Como num passe de mágica ele se materializou a minha frente, segurando meus ombros para que eu não me afastasse. Estremeci de pavor.

— Entóm, humildemente me retifico. Nóm tem que mudar nada. Continue sendo a mesma Clarrice boba, ingênua, atrrevida e tola — segurou meu queixo, me obrigando a encará-lo. — E continue me temendo, mas nóm a ponto de fugir de mim — desviei meu olhar do dele, estavam muito intensos. Ainda me sentia desconfortável sentindo sua mão sobre meu corpo. A impressão que eu tinha é que poderia me rasgar como papel, e podia.

Bel percebeu como estava incomodada e me soltou. Espiava-me com o canto dos olhos, tentando decifrar meus gestos.

— O que houve com a paixóm que disse sentir por mim? E a parte do me possua? — rimos juntos com a lembrança.

— Você sabe como os seres humanos são volúveis. Nos iludimos e desiludimos. Nos encantamos e desencantamos. Faz parte de nosso espírito frívolo — sorri, sendo um pouco mais natural, agora que tinha certo espaço entre nós.

Mais uma vez ele enrugou a testa, talvez preocupado com minha afirmação. Não demorou até que o ar convencido voltasse a ele.

— Vamos superrar isso — disse confiante, girando nos calcanhares para deixar o quarto.

Virou-se em minha direção no instante em que alcançou a porta. — A prropósito, está belíssima, como nunca antes — ouvi uma risada curta e infame escapar de seus lábios. Seu jeito sempre tão adoravelmente perverso me causava as sensações mais desconhecidas e esquisitas, eu adorava.

Percebi como minha roupa de dormir era reveladora e cruzei os braços, tentando me proteger de alguma forma.
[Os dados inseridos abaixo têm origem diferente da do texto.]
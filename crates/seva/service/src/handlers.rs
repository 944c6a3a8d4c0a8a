//! Request handlers.
//!
//! Role lists arrive on the request in this build; a fronting gateway is
//! expected to inject them from the authenticated session. The engine
//! re-checks roles on every operation regardless.

use crate::error::{ApiError, ApiResult};
use crate::state::AppState;
use axum::extract::{Path, Query, State};
use axum::Json;
use seva_audit::{AuditEvent, ChainVerification};
use seva_engine::{Actor, TransitionRequest};
use seva_tasks::InboxFilter;
use seva_types::{
    Application, Arn, AuthorityId, OfficerId, QueryCycle, QueryId, RoleId, ServiceKey, Task,
    TaskId, TaskStatus,
};
use serde::{Deserialize, Serialize};

fn parse_task_id(raw: &str) -> Result<TaskId, ApiError> {
    raw.parse::<uuid::Uuid>()
        .map(TaskId)
        .map_err(|_| ApiError::BadRequest(format!("'{}' is not a task id", raw)))
}

fn parse_query_id(raw: &str) -> Result<QueryId, ApiError> {
    raw.parse::<uuid::Uuid>()
        .map(QueryId)
        .map_err(|_| ApiError::BadRequest(format!("'{}' is not a query id", raw)))
}

// ── Health ───────────────────────────────────────────────────────────

#[derive(Serialize)]
pub struct HealthResponse {
    pub status: &'static str,
    pub version: String,
    pub uptime_secs: i64,
}

pub async fn health(State(state): State<AppState>) -> Json<HealthResponse> {
    Json(HealthResponse {
        status: "ok",
        version: state.version.clone(),
        uptime_secs: (chrono::Utc::now() - state.started_at).num_seconds(),
    })
}

// ── Applications ─────────────────────────────────────────────────────

#[derive(Deserialize)]
pub struct SubmitRequest {
    pub arn: String,
    pub service_key: String,
    pub version: u32,
    pub authority_id: String,
    pub data: serde_json::Value,
}

pub async fn submit_application(
    State(state): State<AppState>,
    Json(request): Json<SubmitRequest>,
) -> ApiResult<Json<Application>> {
    let app = state
        .engine
        .submit_application(
            Arn::new(request.arn),
            ServiceKey::new(request.service_key),
            request.version,
            AuthorityId::new(request.authority_id),
            request.data,
        )
        .await?;
    Ok(Json(app))
}

pub async fn get_application(
    State(state): State<AppState>,
    Path(arn): Path<String>,
) -> ApiResult<Json<Application>> {
    Ok(Json(state.engine.application(&Arn::new(arn))?))
}

// ── Transitions ──────────────────────────────────────────────────────

#[derive(Deserialize)]
pub struct TransitionBody {
    pub transition_id: String,
    pub officer_id: Option<String>,
    #[serde(default)]
    pub roles: Vec<String>,
    #[serde(default)]
    pub payload: serde_json::Value,
    pub remarks: Option<String>,
    #[serde(default)]
    pub reason_codes: Vec<String>,
    /// System-triggered transitions carry no officer.
    #[serde(default)]
    pub system: bool,
}

#[derive(Serialize)]
pub struct TransitionResponse {
    pub arn: String,
    pub new_state: String,
    pub task_id: Option<String>,
}

pub async fn execute_transition(
    State(state): State<AppState>,
    Path(arn): Path<String>,
    Json(body): Json<TransitionBody>,
) -> ApiResult<Json<TransitionResponse>> {
    let actor = if body.system {
        Actor::System
    } else {
        let officer_id = body
            .officer_id
            .ok_or_else(|| ApiError::BadRequest("officer_id is required".into()))?;
        Actor::officer(officer_id, body.roles.iter().map(RoleId::new).collect())
    };

    let mut request =
        TransitionRequest::new(Arn::new(arn), body.transition_id, actor).with_payload(body.payload);
    if let Some(remarks) = body.remarks {
        request = request.with_remarks(remarks);
    }
    request = request.with_reason_codes(body.reason_codes);

    let outcome = state.engine.execute_transition(request).await?;
    Ok(Json(TransitionResponse {
        arn: outcome.arn.to_string(),
        new_state: outcome.to.to_string(),
        task_id: outcome.task_id.map(|id| id.to_string()),
    }))
}

// ── Inbox and tasks ──────────────────────────────────────────────────

#[derive(Deserialize)]
pub struct InboxQuery {
    /// Comma-separated role list.
    pub roles: String,
    pub authority: Option<String>,
    pub status: Option<TaskStatus>,
    pub limit: Option<usize>,
    pub offset: Option<usize>,
}

pub async fn inbox(
    State(state): State<AppState>,
    Query(query): Query<InboxQuery>,
) -> ApiResult<Json<Vec<Task>>> {
    let roles: Vec<RoleId> = query
        .roles
        .split(',')
        .map(str::trim)
        .filter(|r| !r.is_empty())
        .map(RoleId::new)
        .collect();
    if roles.is_empty() {
        return Err(ApiError::BadRequest("at least one role is required".into()));
    }

    let mut filter = InboxFilter::for_roles(roles).page(
        query.limit.unwrap_or(50).min(200),
        query.offset.unwrap_or(0),
    );
    if let Some(authority) = query.authority {
        filter = filter.with_authority(AuthorityId::new(authority));
    }
    if let Some(status) = query.status {
        filter = filter.with_status(status);
    }

    Ok(Json(state.engine.inbox(&filter)))
}

#[derive(Deserialize)]
pub struct ClaimBody {
    pub officer_id: String,
    pub roles: Vec<String>,
}

pub async fn claim_task(
    State(state): State<AppState>,
    Path(id): Path<String>,
    Json(body): Json<ClaimBody>,
) -> ApiResult<Json<Task>> {
    let task_id = parse_task_id(&id)?;
    let roles: Vec<RoleId> = body.roles.iter().map(RoleId::new).collect();
    let task = state
        .engine
        .claim_task(&task_id, &OfficerId::new(body.officer_id), &roles)?;
    Ok(Json(task))
}

#[derive(Deserialize)]
pub struct ReleaseBody {
    pub officer_id: String,
}

pub async fn release_task(
    State(state): State<AppState>,
    Path(id): Path<String>,
    Json(body): Json<ReleaseBody>,
) -> ApiResult<Json<Task>> {
    let task_id = parse_task_id(&id)?;
    let task = state
        .engine
        .release_task(&task_id, &OfficerId::new(body.officer_id))?;
    Ok(Json(task))
}

// ── Queries ──────────────────────────────────────────────────────────

#[derive(Deserialize)]
pub struct RaiseQueryBody {
    pub task_id: String,
    pub message: String,
    #[serde(default)]
    pub unlocked_fields: Vec<String>,
    #[serde(default)]
    pub unlocked_doc_types: Vec<String>,
}

pub async fn raise_query(
    State(state): State<AppState>,
    Path(arn): Path<String>,
    Json(body): Json<RaiseQueryBody>,
) -> ApiResult<Json<QueryCycle>> {
    let task_id = parse_task_id(&body.task_id)?;
    let query = state
        .engine
        .raise_query(
            &Arn::new(arn),
            &task_id,
            body.message,
            body.unlocked_fields,
            body.unlocked_doc_types,
        )
        .await?;
    Ok(Json(query))
}

#[derive(Deserialize)]
pub struct QueryResponseBody {
    pub arn: String,
    pub data: serde_json::Value,
}

pub async fn respond_to_query(
    State(state): State<AppState>,
    Path(id): Path<String>,
    Json(body): Json<QueryResponseBody>,
) -> ApiResult<Json<Application>> {
    let query_id = parse_query_id(&id)?;
    let app = state
        .engine
        .respond_to_query(&Arn::new(body.arn), &query_id, body.data)
        .await?;
    Ok(Json(app))
}

// ── Audit ────────────────────────────────────────────────────────────

pub async fn verify_audit(State(state): State<AppState>) -> Json<ChainVerification> {
    Json(state.engine.verify_audit())
}

pub async fn application_audit(
    State(state): State<AppState>,
    Path(arn): Path<String>,
) -> ApiResult<Json<Vec<AuditEvent>>> {
    // 404 for unknown applications rather than an empty trail.
    let arn = Arn::new(arn);
    state.engine.application(&arn)?;
    Ok(Json(state.engine.audit_events_for(&arn)))
}
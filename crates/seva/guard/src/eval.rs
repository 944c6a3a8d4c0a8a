//! Pure evaluation of compiled guard expressions.
//!
//! Evaluation runs inside the transition lock, so it must be cheap and
//! deterministic: the context carries everything, including the clock.

use crate::ast::{BinaryOp, GuardExpr, UnaryOp, Value};
use chrono::{DateTime, Utc};
use std::collections::HashMap;

/// The evaluation context for one guard run.
///
/// Variables resolve in order: well-known names (`now`, `authority.id`,
/// `actor.id`), dotted paths into the application data, then the extras map
/// (ledger/property lookups the caller resolved beforehand). Anything else
/// is `Undefined`.
#[derive(Clone, Debug)]
pub struct GuardContext {
    /// Application form payload.
    pub data: serde_json::Value,
    /// Roles held by the acting officer.
    pub actor_roles: Vec<String>,
    /// Acting officer id.
    pub actor_id: String,
    /// The authority processing the case.
    pub authority_id: String,
    /// The injected clock, exposed as `now` (epoch seconds).
    pub now: DateTime<Utc>,
    /// Pre-resolved external lookups. A failed lookup is simply absent —
    /// the variable evaluates Undefined, not an error.
    pub extras: HashMap<String, Value>,
}

impl GuardContext {
    pub fn new(data: serde_json::Value, now: DateTime<Utc>) -> Self {
        Self {
            data,
            actor_roles: Vec::new(),
            actor_id: String::new(),
            authority_id: String::new(),
            now,
            extras: HashMap::new(),
        }
    }

    pub fn with_actor(mut self, id: impl Into<String>, roles: Vec<String>) -> Self {
        self.actor_id = id.into();
        self.actor_roles = roles;
        self
    }

    pub fn with_authority(mut self, id: impl Into<String>) -> Self {
        self.authority_id = id.into();
        self
    }

    pub fn with_extra(mut self, key: impl Into<String>, value: Value) -> Self {
        self.extras.insert(key.into(), value);
        self
    }

    /// Resolve a dotted variable path.
    fn resolve(&self, path: &str) -> Value {
        match path {
            "now" => return Value::Number(self.now.timestamp() as f64),
            "actor.id" => return Value::Text(self.actor_id.clone()),
            "authority.id" => return Value::Text(self.authority_id.clone()),
            _ => {}
        }

        if let Some(value) = self.extras.get(path) {
            return value.clone();
        }

        let mut cursor = &self.data;
        for segment in path.split('.') {
            match cursor.get(segment) {
                Some(next) => cursor = next,
                None => return Value::Undefined,
            }
        }
        Value::from(cursor)
    }
}

/// Evaluate a compiled guard against a context. Pure and total: every
/// expression produces a boolean, with Undefined propagating as falsy.
pub fn evaluate(expr: &GuardExpr, ctx: &GuardContext) -> bool {
    eval_value(expr, ctx).is_truthy()
}

fn eval_value(expr: &GuardExpr, ctx: &GuardContext) -> Value {
    match expr {
        GuardExpr::Literal(value) => value.clone(),
        GuardExpr::Var(path) => ctx.resolve(path),
        GuardExpr::HasRole(role) => Value::Bool(ctx.actor_roles.iter().any(|r| r == role)),
        GuardExpr::Unary { op, operand } => {
            let value = eval_value(operand, ctx);
            match op {
                UnaryOp::Not => Value::Bool(!value.is_truthy()),
                UnaryOp::Neg => value
                    .as_number()
                    .map(|n| Value::Number(-n))
                    .unwrap_or(Value::Undefined),
            }
        }
        GuardExpr::Binary { op, lhs, rhs } => match op {
            BinaryOp::And => {
                // Short-circuit: the right side never runs when the left
                // is falsy.
                if !eval_value(lhs, ctx).is_truthy() {
                    Value::Bool(false)
                } else {
                    Value::Bool(eval_value(rhs, ctx).is_truthy())
                }
            }
            BinaryOp::Or => {
                if eval_value(lhs, ctx).is_truthy() {
                    Value::Bool(true)
                } else {
                    Value::Bool(eval_value(rhs, ctx).is_truthy())
                }
            }
            BinaryOp::Eq => Value::Bool(eval_value(lhs, ctx).loose_eq(&eval_value(rhs, ctx))),
            BinaryOp::NotEq => {
                let l = eval_value(lhs, ctx);
                let r = eval_value(rhs, ctx);
                // Undefined compares unequal to everything, so != over an
                // unresolved variable is still falsy rather than vacuously
                // true.
                if l == Value::Undefined || r == Value::Undefined {
                    Value::Bool(false)
                } else {
                    Value::Bool(!l.loose_eq(&r))
                }
            }
            BinaryOp::Lt | BinaryOp::LtEq | BinaryOp::Gt | BinaryOp::GtEq => {
                let l = eval_value(lhs, ctx).as_number();
                let r = eval_value(rhs, ctx).as_number();
                match (l, r) {
                    (Some(l), Some(r)) => Value::Bool(match op {
                        BinaryOp::Lt => l < r,
                        BinaryOp::LtEq => l <= r,
                        BinaryOp::Gt => l > r,
                        BinaryOp::GtEq => l >= r,
                        _ => unreachable!(),
                    }),
                    _ => Value::Bool(false),
                }
            }
            BinaryOp::Add | BinaryOp::Sub | BinaryOp::Mul => {
                let l = eval_value(lhs, ctx).as_number();
                let r = eval_value(rhs, ctx).as_number();
                match (l, r) {
                    (Some(l), Some(r)) => Value::Number(match op {
                        BinaryOp::Add => l + r,
                        BinaryOp::Sub => l - r,
                        BinaryOp::Mul => l * r,
                        _ => unreachable!(),
                    }),
                    _ => Value::Undefined,
                }
            }
        },
    }
}
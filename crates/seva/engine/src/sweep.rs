//! Periodic deadline sweeps.
//!
//! Deadlines here are calendar facts, not timers: nothing blocks waiting
//! for a citizen or an officer. A sweep pass walks the open work, marks
//! expired query windows, and reports SLA breaches (each breach is audited
//! once, not on every pass).

use crate::engine::WorkflowEngine;
use chrono::{DateTime, Utc};
use seva_audit::{AuditActor, AuditKind, DraftEvent};
use seva_types::{QueryCycle, Task};
use std::sync::Arc;
use std::time::Duration;

/// What one sweep pass found.
#[derive(Debug, Default)]
pub struct SweepReport {
    /// Pending queries whose response window elapsed.
    pub expired_queries: Vec<QueryCycle>,
    /// Open tasks past their SLA deadline, newly reported this pass.
    pub breached_tasks: Vec<Task>,
}

impl WorkflowEngine {
    /// Run one sweep pass at `now`.
    pub fn run_sweep(&self, now: DateTime<Utc>) -> SweepReport {
        let expired_queries = self.sweep_expired_queries(now);

        let mut breached_tasks = Vec::new();
        for task in self.tasks.overdue(now) {
            if self.sla_breach_reported.contains_key(&task.id) {
                continue;
            }
            self.sla_breach_reported.insert(task.id.clone(), ());
            self.audit.append(DraftEvent::new(
                task.arn.clone(),
                AuditKind::SlaBreached,
                AuditActor::system("sweep"),
                serde_json::json!({
                    "taskId": task.id.to_string(),
                    "state": task.state.to_string(),
                    "slaDueAt": task.sla_due_at.map(|d| d.to_rfc3339()),
                }),
            ));
            tracing::warn!(arn = %task.arn, task_id = %task.id, "stage SLA breached");
            breached_tasks.push(task);
        }

        SweepReport {
            expired_queries,
            breached_tasks,
        }
    }

    /// Drive [`run_sweep`](Self::run_sweep) on an interval until the
    /// returned handle is aborted.
    pub fn spawn_sweeper(self: &Arc<Self>, period: Duration) -> tokio::task::JoinHandle<()> {
        let engine = Arc::clone(self);
        tokio::spawn(async move {
            let mut ticker = tokio::time::interval(period);
            ticker.set_missed_tick_behavior(tokio::time::MissedTickBehavior::Skip);
            loop {
                ticker.tick().await;
                let report = engine.run_sweep(Utc::now());
                if !report.expired_queries.is_empty() || !report.breached_tasks.is_empty() {
                    tracing::info!(
                        expired_queries = report.expired_queries.len(),
                        breached_tasks = report.breached_tasks.len(),
                        "sweep pass completed"
                    );
                }
            }
        })
    }
}

#[cfg(test)]
mod tests {
    use super::*;
    use crate::engine::EngineBuilder;
    use crate::registry::StaticDefinitionSource;
    use crate::fixtures::three_officer_chain;
    use seva_types::{Arn, AuthorityId, ServiceKey};

    async fn engine_with_app() -> WorkflowEngine {
        let engine = EngineBuilder::new(Arc::new(StaticDefinitionSource::with_definition(
            three_officer_chain(),
        )))
        .build();
        engine
            .submit_application(
                Arn::new("ARN-1"),
                ServiceKey::new("water_connection"),
                1,
                AuthorityId::new("DIST-01"),
                serde_json::json!({"applicant": {"age": 34}, "fee_paid": true}),
            )
            .await
            .unwrap();
        engine
    }

    #[tokio::test]
    async fn breach_is_reported_once() {
        let engine = engine_with_app().await;

        // The clerk stage has a 3-working-day SLA; jump past it.
        let late = Utc::now() + chrono::Duration::days(30);
        let report = engine.run_sweep(late);
        assert_eq!(report.breached_tasks.len(), 1);

        // The next pass stays quiet about the same task.
        let report = engine.run_sweep(late);
        assert!(report.breached_tasks.is_empty());
    }

    #[tokio::test]
    async fn quiet_sweep_reports_nothing() {
        let engine = engine_with_app().await;
        let report = engine.run_sweep(Utc::now());
        assert!(report.breached_tasks.is_empty());
        assert!(report.expired_queries.is_empty());
    }

    #[tokio::test]
    async fn sweep_audits_each_finding() {
        let engine = engine_with_app().await;
        let before = engine.audit_log().len();

        let late = Utc::now() + chrono::Duration::days(30);
        let report = engine.run_sweep(late);
        assert_eq!(report.breached_tasks.len(), 1);
        assert_eq!(engine.audit_log().len(), before + 1);

        let verification = engine.verify_audit();
        assert!(verification.ok);
    }
}
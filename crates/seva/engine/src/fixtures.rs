//! Seed definitions shared by tests, examples, and the demo service.

use crate::executor::Actor;
use seva_types::{
    ActionSpec, DecisionOutcome, QueryPolicy, RoleId, ServiceKey, StateDef, StateId,
    TransitionDef, TriggerKind, WorkflowDefinition,
};

/// The standard three-officer approval chain:
/// `CLERK_REVIEW → SA_REVIEW → AO_REVIEW → CLOSED/REJECTED`, with a
/// citizen query state reachable from every officer stage.
pub fn three_officer_chain() -> WorkflowDefinition {
    let clerk = vec![RoleId::new("CLERK")];
    let sa = vec![RoleId::new("SENIOR_ASSISTANT")];
    let ao = vec![RoleId::new("ACCOUNT_OFFICER")];

    let mut def = WorkflowDefinition::new(
        ServiceKey::new("water_connection"),
        1,
        "Water Connection Approval",
    )
    .with_query_policy(QueryPolicy {
        max_cycles: 3,
        pause_sla: true,
        response_due_days: 7,
        query_state: StateId::new("CITIZEN_QUERY"),
    });

    def.add_state(
        StateDef::officer("CLERK_REVIEW", "Clerk Review", clerk.clone())
            .as_initial()
            .with_sla_days(3),
    )
    .expect("fixture state");
    def.add_state(
        StateDef::officer("SA_REVIEW", "Senior Assistant Review", sa.clone()).with_sla_days(5),
    )
    .expect("fixture state");
    def.add_state(
        StateDef::officer("AO_REVIEW", "Account Officer Review", ao.clone()).with_sla_days(5),
    )
    .expect("fixture state");
    def.add_state(StateDef::citizen("CITIZEN_QUERY", "Awaiting Citizen Response"))
        .expect("fixture state");
    def.add_state(StateDef::terminal(
        "CLOSED",
        "Closed",
        seva_types::DisposalType::Approved,
    ))
    .expect("fixture state");
    def.add_state(StateDef::terminal(
        "REJECTED",
        "Rejected",
        seva_types::DisposalType::Rejected,
    ))
    .expect("fixture state");

    def.add_transition(
        TransitionDef::new("clerk_forward", "CLERK_REVIEW", "SA_REVIEW", TriggerKind::Officer)
            .with_roles(clerk.clone())
            .with_guard("applicant.age >= 18 && fee_paid == true")
            .with_action(ActionSpec::AssignTask {
                role: RoleId::new("SENIOR_ASSISTANT"),
            }),
    )
    .expect("fixture transition");
    def.add_transition(
        TransitionDef::new("clerk_reject", "CLERK_REVIEW", "REJECTED", TriggerKind::Officer)
            .with_roles(clerk.clone())
            .with_decision(DecisionOutcome::Reject)
            .with_action(ActionSpec::Notify {
                event_type: "application_rejected".into(),
                template: "sms_rejected".into(),
                recipients: vec!["applicant".into()],
            }),
    )
    .expect("fixture transition");
    def.add_transition(
        TransitionDef::new("sa_forward", "SA_REVIEW", "AO_REVIEW", TriggerKind::Officer)
            .with_roles(sa.clone())
            .with_action(ActionSpec::AssignTask {
                role: RoleId::new("ACCOUNT_OFFICER"),
            }),
    )
    .expect("fixture transition");
    def.add_transition(
        TransitionDef::new("sa_return", "SA_REVIEW", "CLERK_REVIEW", TriggerKind::Officer)
            .with_roles(sa.clone())
            .with_decision(DecisionOutcome::Return),
    )
    .expect("fixture transition");
    def.add_transition(
        TransitionDef::new("sa_reject", "SA_REVIEW", "REJECTED", TriggerKind::Officer)
            .with_roles(sa)
            .with_decision(DecisionOutcome::Reject),
    )
    .expect("fixture transition");
    def.add_transition(
        TransitionDef::new("ao_approve", "AO_REVIEW", "CLOSED", TriggerKind::Officer)
            .with_roles(ao.clone())
            .with_decision(DecisionOutcome::Approve)
            .with_action(ActionSpec::GenerateCertificate {
                template_id: "approval_cert".into(),
            })
            .with_action(ActionSpec::Notify {
                event_type: "application_approved".into(),
                template: "sms_approved".into(),
                recipients: vec!["applicant".into()],
            }),
    )
    .expect("fixture transition");
    def.add_transition(
        TransitionDef::new("ao_reject", "AO_REVIEW", "REJECTED", TriggerKind::Officer)
            .with_roles(ao)
            .with_decision(DecisionOutcome::Reject),
    )
    .expect("fixture transition");

    def
}

/// A clerk actor for tests and examples.
pub fn clerk() -> Actor {
    Actor::officer("off-clerk", vec![RoleId::new("CLERK")])
}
Suzanne ainda me mataria de vergonha com as roupas que escolhia para mim.

— Sei que estou — disse, metida. — Afinal, não é a toa que está tão desesperado para que eu te perdoe — ao contrário do que imaginava ele sorriu abertamente, de uma forma tão contagiante que sorri também.

— Acha que eu gosto de você, oui? — disparou.

— Não — respondi convicta. — Tenho certeza.

Um sorriso enviesado se fixou em seus lábios. Seu olhar adquiriu um tom quente, febril. De repente ele me pareceu tão jovem e despreocupado.

— Quem sabe? — foi o que disse antes de sair e me trancar no quarto.

Sentei-me na cama e respirei profundamente, sentindo que a cada dia o efeito que ele tinha sobre mim se intensificava de uma maneira absurda. E mesmo que eu não gostasse de estar à mercê de um homem, por mais lindo e atrevido que fosse, minha rendição a ele era inquestionável e intangível.

Contudo precisava abandonar meus pensamentos e me concentrar na tarefa que eu teria que desempenhar em poucos minutos: salvar Conner, minha intuição dizia que Suzanne tinha razão e o encontraria vivo.